Terminé la semana en Galicia pasando por O Grove, donde vimos a mi amigo Fernando (Fernadillo) y un amigo suyo nos dio una vuelta en barco. Las vacaciones siempre se hacen muy cortas… pasada la semana, mi hermana tenía que volver a Cambridge y a mí me esperaban unos días en el pueblo antes de marcharme a Alemania, lo que fue la recta final de mi viaje a Europa. En el pueblo pude relajarme un poco y disfrutar de la familia. Por supuesto, los días en el pueblo volaron, y un lunes me fui para Madrid para coger un vuelo a Múnich, donde daría mi primera charla, y de ahí en tren a Heidelberg.

A principios de septiembre Alemania se empieza a teñir de colores grises y días frescos que anuncian la llegada inminente del otoño Alemán. Las buenas noticias es que aún se puede caminar a cualquier hora del día “sólo” con una chaqueta, y a veces un paraguas. En Múnich pasé por la ESO (European Southern Observatory) para dar mi primera charla: había muchas caras familiares de antiguos compañeros del doctorado por allí. Me encantó el ambiente, totalmente diferente al que hay en las universidades americanas: la gente escucha atenta tu charla y luego pregunta simplemente por mera curiosidad preguntan, e intentan dar consejos para mejorar tu investigación.
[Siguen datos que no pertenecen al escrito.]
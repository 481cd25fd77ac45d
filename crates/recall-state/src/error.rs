//! Error types for recall-state

use thiserror::Error;

/// Errors raised while establishing the persistence layer
#[derive(Error, Debug)]
pub enum StateError {
    /// Database connection error
    #[error("Database connection failed: {0}")]
    Connection(String),

    /// Database query error
    #[error("Database query failed: {0}")]
    Query(String),

    /// Schema setup error
    #[error("Schema setup failed: {0}")]
    SchemaSetup(String),
}

impl From<surrealdb::Error> for StateError {
    fn from(err: surrealdb::Error) -> Self {
        StateError::Query(err.to_string())
    }
}

/// Errors returned by `ContextStorage` and `PreferencesStorage` operations.
///
/// A missing record is never an error; lookups return `Ok(None)`.
#[derive(Error, Debug)]
pub enum StorageError {
    /// The backing store failed (network, query, transaction)
    #[error("storage backend error: {0}")]
    Backend(String),

    /// A record could not be encoded or decoded
    #[error("serialization failed: {0}")]
    Serialization(String),

    /// The store was closed and no longer accepts operations
    #[error("storage is closed")]
    Closed,
}

impl From<surrealdb::Error> for StorageError {
    fn from(err: surrealdb::Error) -> Self {
        StorageError::Backend(err.to_string())
    }
}

impl From<serde_json::Error> for StorageError {
    fn from(err: serde_json::Error) -> Self {
        StorageError::Serialization(err.to_string())
    }
}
En las universidades de EE. UU. más bien intentan buscar errores o algún detalle rebuscado que quizá no sepas para más bien dejarte en evidencia.

De Múnich cogí un tren para Heidelberg. Echaba de menos la tranquilidad de Alemania y sus trenes, y eso que muchas veces van con retraso. Aún así, los prefiero a conducir durante horas: no más económico, pero sí más ecológico. Después de dos años desde la última vez que estuve en Heidelberg, por fin estaba allí otra vez como si nunca me hubiera ido: esas calles fresquitas y oscuras, los tranvías, las bicis yendo de un lado para otro, la entrada de mi antigua casa… tantos recuerdos despertados en un momento…

[1] La canción de Fórmula V que me inspiró para el título del blog de hoy: https://www.youtube.com/watch?v=0MMQPSH4StY&frags=pl%2Cwn

[2] Moceta, en mi pueblo, se utiliza para denominar a las niñas justo antes de entrar en la adolescencia.